In October 2000, Maldonado joined the Basque Country version of the broadcaster Antena 3 as a presenter of the news in the region, taking over from journalist Francisco Blanco Argibay. She began presenting the weekend Antena 3 Noticias Fin de Semana programme after being appointed to the position by Antena 3 Euskadi delegate Marisa Guerrero in September 2003. In some years, she replaced Matías Prats Luque on news bulletins he presented during the holiday season; she rejected an offer to present the daily morning weekday edition of Espejo público which launched in late 2006, because she wanted to spend more time with her family. She was replaced by Ramón Pradera and Miriam Sánchez between November 2005 and May 2006 and then by Sandra Golpe from November 2008 to May 2009 when she was on maternity leave during both periods of time. She has presented the Premio Planeta de Novela gala since 2007 and has appeared in commercial advertising since 2008. Maldonado appeared in an anti gender violence campaign, which was broadcast on Antena 3 in 2010.

Following nearly a decade as the presenter of Antena 3 Noticias' weekend news bulletins, Maldonado began presenting the 3:00 pm. daily bulletin with fellow journalist Vicente Vallés from 3 September 2012. She was appointed head of Antena 3 Noticias' Head of Culture and Society by the news director Santiago González to replace the journalist Enric Sumoy from 9 September 2016. In July 2017, she signed a contract to leave Antena 3 and join the local Madrid television broadcaster Telemadrid. Maldonado requested an leave of absence before she began presenting the afternoon news bulletin Telenoticias 1 from that September. She was impressed with the direction the news director Jon Ariztimuño wanted to take Telemadrid to and she began her role on 18 September alongside Diego Losada.
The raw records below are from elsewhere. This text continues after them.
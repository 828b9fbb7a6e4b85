//! An AVL tree with owned child links, cached heights and configurable
//! traversal order.
//!
//! ```
//! use balanced_search_tree::{Tree, TraverseMode, TreeOps};
//!
//! let mut tree = Tree::new();
//! tree.add_range([5, 3, 8]);
//! assert!(tree.contains(&3));
//! assert_eq!(tree.dump(TraverseMode::InOrder).to_string(), "  3\n5\n  8\n");
//! ```

pub mod avl;
mod balance;
pub mod traverse;
pub mod tree;

pub use avl::Tree;
pub use traverse::{Dump, ParseTraverseModeError, TraverseMode};
pub use tree::TreeOps;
Although she was liked by Madrid audiences both on television and online which helped increase Telenoticias 1's ratings to record levels, she was terminated from her contract with Telemadrid by the news director José Antonio Sánchez and the administrator José Antonio Álvarez Gundín in August 2021. Maldonado made her last on-screen appearance as a newscaster for the channel on 3 September after four years with the network.
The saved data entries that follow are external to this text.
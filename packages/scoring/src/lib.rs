#![cfg_attr(feature = "fail-on-warnings", deny(warnings))]
#![warn(clippy::all, clippy::pedantic, clippy::nursery, clippy::cargo)]
#![allow(clippy::multiple_crate_versions, clippy::cargo_common_metadata)]

//! Set-relative priority scoring of zones.
//!
//! [`score`] turns a complete zone set into [`ScoredZone`]s:
//!
//! ```text
//! score = 0.5 * education_bonus
//!       + 0.2 * normalized_population
//!       + 0.3 * normalized_inverse_connectivity
//! ```
//!
//! Both normalizations are min-max over the set that was passed in, so a
//! zone's score only has meaning next to the zones it was scored with.
//! Narrowing the visible zones is done afterwards with [`filter::ZoneFilter`],
//! which borrows scored zones and never re-scores them.

pub mod filter;
pub mod normalize;
pub mod rank;
pub mod report;

use std::collections::BTreeSet;

use thiserror::Error;
use zone_priority_zone_models::{PriorityTier, ScoreComponents, ScoredZone, Zone};

use crate::normalize::Extent;
use crate::rank::competition_ranks;

/// Weight of the education bonus.
pub const EDUCATION_WEIGHT: f64 = 0.5;
/// Weight of the normalized population.
pub const POPULATION_WEIGHT: f64 = 0.2;
/// Weight of the normalized inverse connectivity.
pub const CONNECTIVITY_WEIGHT: f64 = 0.3;

/// Errors raised when a zone set cannot be scored.
#[derive(Debug, Error)]
pub enum ScoringError {
    /// No zones were supplied, so there is nothing to normalize against.
    #[error("Cannot score an empty zone set")]
    EmptyZoneSet,

    /// A numeric attribute is non-finite or out of range.
    #[error("Zone '{zone}' has invalid {field}: {value}")]
    InvalidField {
        /// Name of the offending zone.
        zone: String,
        /// Attribute that failed validation.
        field: &'static str,
        /// The rejected value.
        value: f64,
    },

    /// Two zones share a name.
    #[error("Duplicate zone name: {name}")]
    DuplicateZone {
        /// The repeated name.
        name: String,
    },
}

/// Returns the education bonus for a zone: `1.0` when it has an education
/// site without connectivity, `0.0` otherwise.
#[must_use]
pub const fn education_bonus(zone: &Zone) -> f64 {
    if zone.has_unconnected_education_site() {
        1.0
    } else {
        0.0
    }
}

/// Scores, ranks and tiers every zone in `zones`.
///
/// The output is in input order; the ranking lives in
/// [`ScoredZone::rank`].
///
/// # Errors
///
/// * [`ScoringError::EmptyZoneSet`] if `zones` is empty
/// * [`ScoringError::InvalidField`] if any numeric attribute is non-finite,
///   negative, or (for penetration) outside `[0, 1]`
/// * [`ScoringError::DuplicateZone`] if two zones share a name
#[allow(clippy::cast_precision_loss)]
pub fn score(zones: &[Zone]) -> Result<Vec<ScoredZone>, ScoringError> {
    validate(zones)?;

    // Reduce: global ranges over the whole set.
    let populations: Vec<f64> = zones.iter().map(|z| z.population as f64).collect();
    let max_speed = zones
        .iter()
        .map(|z| z.average_speed_mbps)
        .fold(f64::NEG_INFINITY, f64::max);
    let speed_deficits: Vec<f64> = zones
        .iter()
        .map(|z| max_speed - z.average_speed_mbps)
        .collect();

    let population_extent = Extent::of(&populations).ok_or(ScoringError::EmptyZoneSet)?;
    let deficit_extent = Extent::of(&speed_deficits).ok_or(ScoringError::EmptyZoneSet)?;

    // Map: per-zone components.
    let derived: Vec<Derived> = zones
        .iter()
        .zip(populations.iter().zip(&speed_deficits))
        .map(|(zone, (&population, &deficit))| {
            let bonus = education_bonus(zone);
            let normalized_population = population_extent.normalize(population);
            let normalized_inverse_connectivity = deficit_extent.normalize(deficit);
            Derived {
                bonus,
                normalized_population,
                normalized_inverse_connectivity,
                components: ScoreComponents {
                    education: EDUCATION_WEIGHT * bonus,
                    population: POPULATION_WEIGHT * normalized_population,
                    connectivity: CONNECTIVITY_WEIGHT * normalized_inverse_connectivity,
                },
            }
        })
        .collect();

    let scores: Vec<f64> = derived.iter().map(|d| d.components.total()).collect();
    let ranks = competition_ranks(&scores);

    let scored: Vec<ScoredZone> = zones
        .iter()
        .zip(derived)
        .zip(scores.iter().zip(ranks))
        .map(|((zone, d), (&priority_score, rank))| ScoredZone {
            zone: zone.clone(),
            education_bonus: d.bonus,
            normalized_population: d.normalized_population,
            normalized_inverse_connectivity: d.normalized_inverse_connectivity,
            components: d.components,
            priority_score,
            rank,
            priority_tier: PriorityTier::from_score(priority_score),
        })
        .collect();

    log::debug!(
        "Scored {} zones (population range {}..{}, max speed {max_speed} Mbps)",
        scored.len(),
        population_extent.min,
        population_extent.max,
    );

    Ok(scored)
}

/// Per-zone values computed in the map pass, before ranking.
struct Derived {
    bonus: f64,
    normalized_population: f64,
    normalized_inverse_connectivity: f64,
    components: ScoreComponents,
}

/// Checks that the zone set can be scored.
fn validate(zones: &[Zone]) -> Result<(), ScoringError> {
    if zones.is_empty() {
        return Err(ScoringError::EmptyZoneSet);
    }

    let mut seen = BTreeSet::new();

    for zone in zones {
        if !seen.insert(zone.name.as_str()) {
            return Err(ScoringError::DuplicateZone {
                name: zone.name.clone(),
            });
        }

        let checks: [(&'static str, f64, bool); 5] = [
            (
                "average_speed_mbps",
                zone.average_speed_mbps,
                zone.average_speed_mbps >= 0.0,
            ),
            (
                "internet_penetration",
                zone.internet_penetration,
                (0.0..=1.0).contains(&zone.internet_penetration),
            ),
            (
                "population_density",
                zone.population_density,
                zone.population_density >= 0.0,
            ),
            ("latitude", zone.location.latitude, true),
            ("longitude", zone.location.longitude, true),
        ];

        for (field, value, in_range) in checks {
            if !value.is_finite() || !in_range {
                return Err(ScoringError::InvalidField {
                    zone: zone.name.clone(),
                    field,
                    value,
                });
            }
        }
    }

    Ok(())
}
From 10 September 2022 to 1 September 2023, she co-hosted Hablando claro, a daily morning magazine show on La 1 of TVE, together with Marc Calderó. After this project ended, she moved to Radio Nacional de España, where from 4 September 2023 to 18 July 2025 she hosted Las tardes de RNE.

Since 6 September 2025, she has co-presented the Weekend News (Telediario Fin de Semana) with Marc Sala (except for the Saturday TD-FS2) as well as the current affairs program Informe Semanal.

==Personal life==
She was diagnosed with Milroy's disease when she was in puberty, and the condition means she has poor circulation in her right leg. Maldonado is married to the journalist José Guerrero, with whom she has two children.

==Awards==
Maldonado was nominated for the TP de Oro award in the Best News Presenter category in 2008, and she won both the 2010 Premios Zapping Best Presenter accolade and a television award from the Federación de Asociaciones de Radio y Televisión at the 2010 Antena de Oro ceremony. She was voted to receive the Agrupación de Telespectadores y Radioyentes' award for Best News Presenter for her work in Noticias Fin de Semana on Antena 3 in May 2012.
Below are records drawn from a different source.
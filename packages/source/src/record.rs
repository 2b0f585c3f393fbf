//! Flat on-disk zone record and its validation into a [`Zone`].
//!
//! The same record shape is used by TOML `[[zones]]` tables and CSV rows.
//! Every field is optional at parse time so a missing column surfaces as a
//! named validation failure instead of a silent default.

use serde::{Deserialize, Deserializer, Serialize};
use zone_priority_zone_models::{Location, Zone, ZoneType};

use crate::SourceError;

/// One zone as it appears in a dataset file.
#[derive(Debug, Clone, Default, PartialEq, Serialize, Deserialize)]
pub struct ZoneRecord {
    /// Zone name.
    pub name: Option<String>,
    /// `urban` or `rural` (Spanish `urbana` accepted).
    #[serde(rename = "type", alias = "zone_type")]
    pub zone_type: Option<String>,
    /// Resident population.
    pub population: Option<u64>,
    /// Whether the zone hosts an education site.
    #[serde(default, deserialize_with = "flag")]
    pub has_education_site: Option<bool>,
    /// Whether that site is connected. May be omitted when there is no site.
    #[serde(default, deserialize_with = "flag")]
    pub education_site_connected: Option<bool>,
    /// Average download speed in Mbps.
    #[serde(default, deserialize_with = "decimal")]
    pub average_speed_mbps: Option<f64>,
    /// Internet penetration in `[0, 1]`.
    #[serde(default, deserialize_with = "decimal")]
    pub internet_penetration: Option<f64>,
    /// Residents per square kilometre.
    #[serde(default, deserialize_with = "decimal")]
    pub population_density: Option<f64>,
    /// Latitude in decimal degrees.
    #[serde(default, deserialize_with = "decimal")]
    pub latitude: Option<f64>,
    /// Longitude in decimal degrees.
    #[serde(default, deserialize_with = "decimal")]
    pub longitude: Option<f64>,
}

/// A decimal that may arrive as a number or as text with a comma separator.
#[derive(Deserialize)]
#[serde(untagged)]
enum RawDecimal {
    Number(f64),
    Text(String),
}

/// Parses `"2,5"`, `"2.5"` and `2.5` alike.
fn decimal<'de, D>(deserializer: D) -> Result<Option<f64>, D::Error>
where
    D: Deserializer<'de>,
{
    match Option::<RawDecimal>::deserialize(deserializer)? {
        None => Ok(None),
        Some(RawDecimal::Number(n)) => Ok(Some(n)),
        Some(RawDecimal::Text(s)) => parse_decimal(&s).map_err(serde::de::Error::custom),
    }
}

/// A boolean that may arrive as a native bool or as text.
#[derive(Deserialize)]
#[serde(untagged)]
enum RawFlag {
    Bool(bool),
    Number(i64),
    Text(String),
}

/// Parses `true`, `"True"`, `"FALSE"`, `"sí"` and the like.
fn flag<'de, D>(deserializer: D) -> Result<Option<bool>, D::Error>
where
    D: Deserializer<'de>,
{
    match Option::<RawFlag>::deserialize(deserializer)? {
        None => Ok(None),
        Some(RawFlag::Bool(b)) => Ok(Some(b)),
        Some(RawFlag::Number(n)) => parse_flag(&n.to_string()).map_err(serde::de::Error::custom),
        Some(RawFlag::Text(s)) => parse_flag(&s).map_err(serde::de::Error::custom),
    }
}

/// Parses a yes/no flag, ignoring case. Accepts `true`/`false`, `yes`/`no`,
/// `sí`/`si`/`no` and `1`/`0`.
///
/// Blank strings parse as `None`.
///
/// # Errors
///
/// Returns a message if the text is not a recognized flag.
pub fn parse_flag(text: &str) -> Result<Option<bool>, String> {
    let trimmed = text.trim();
    match trimmed.to_lowercase().as_str() {
        "" => Ok(None),
        "true" | "yes" | "sí" | "si" | "1" => Ok(Some(true)),
        "false" | "no" | "0" => Ok(Some(false)),
        _ => Err(format!("invalid flag '{trimmed}'")),
    }
}

/// Parses a decimal string, treating `,` as the decimal separator.
///
/// Blank strings parse as `None`.
///
/// # Errors
///
/// Returns a message if the text is not a number.
pub fn parse_decimal(text: &str) -> Result<Option<f64>, String> {
    let trimmed = text.trim();
    if trimmed.is_empty() {
        return Ok(None);
    }
    trimmed
        .replace(',', ".")
        .parse::<f64>()
        .map(Some)
        .map_err(|e| format!("invalid number '{trimmed}': {e}"))
}

impl ZoneRecord {
    /// Validates the record and converts it into a [`Zone`].
    ///
    /// # Errors
    ///
    /// Returns [`SourceError::InvalidRecord`] naming the first missing or
    /// out-of-range field.
    pub fn into_zone(self) -> Result<Zone, SourceError> {
        let name = self
            .name
            .map(|n| n.trim().to_string())
            .filter(|n| !n.is_empty())
            .ok_or_else(|| invalid("<unnamed>", "missing name"))?;

        let zone_type = self
            .zone_type
            .as_deref()
            .ok_or_else(|| invalid(&name, "missing type"))?
            .trim()
            .parse::<ZoneType>()
            .map_err(|_| {
                invalid(
                    &name,
                    &format!("unknown type '{}'", self.zone_type.as_deref().unwrap_or("")),
                )
            })?;

        let population = self
            .population
            .ok_or_else(|| invalid(&name, "missing population"))?;

        let has_education_site = self
            .has_education_site
            .ok_or_else(|| invalid(&name, "missing has_education_site"))?;

        let education_site_connected = match (has_education_site, self.education_site_connected) {
            (_, Some(connected)) => connected,
            (false, None) => false,
            (true, None) => return Err(invalid(&name, "missing education_site_connected")),
        };

        let average_speed_mbps = require(&name, "average_speed_mbps", self.average_speed_mbps)?;
        check(&name, "average_speed_mbps", average_speed_mbps, 0.0, f64::MAX)?;

        let internet_penetration =
            require(&name, "internet_penetration", self.internet_penetration)?;
        check(&name, "internet_penetration", internet_penetration, 0.0, 1.0)?;

        let population_density = require(&name, "population_density", self.population_density)?;
        check(&name, "population_density", population_density, 0.0, f64::MAX)?;

        let latitude = require(&name, "latitude", self.latitude)?;
        check(&name, "latitude", latitude, -90.0, 90.0)?;

        let longitude = require(&name, "longitude", self.longitude)?;
        check(&name, "longitude", longitude, -180.0, 180.0)?;

        Ok(Zone {
            name,
            zone_type,
            population,
            has_education_site,
            education_site_connected,
            average_speed_mbps,
            internet_penetration,
            population_density,
            location: Location {
                latitude,
                longitude,
            },
        })
    }
}

fn invalid(record: &str, message: &str) -> SourceError {
    SourceError::InvalidRecord {
        record: record.to_string(),
        message: message.to_string(),
    }
}

fn require(name: &str, field: &str, value: Option<f64>) -> Result<f64, SourceError> {
    value.ok_or_else(|| invalid(name, &format!("missing {field}")))
}

fn check(name: &str, field: &str, value: f64, min: f64, max: f64) -> Result<(), SourceError> {
    if value.is_finite() && (min..=max).contains(&value) {
        Ok(())
    } else {
        Err(invalid(
            name,
            &format!("{field} {value} outside [{min}, {max}]"),
        ))
    }
}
Maldonado was voted the winner of the Best Presenter of Regional Programs Autonomous Iris Award by the Consejo de la Academia de las Ciencias y las Artes de Televisión in both 2018 and 2020. She also received a nomination for the Best News Presenter Award at the 20th National Iris Awards. Maldonado collected the "Vinos Ojos del Guadiana" cultural accolade "for her great professionalism throughout her extensive career as an audiovisual communicator" from the El Progreso cooperative at Villarrubia de los Ojos in February 2020.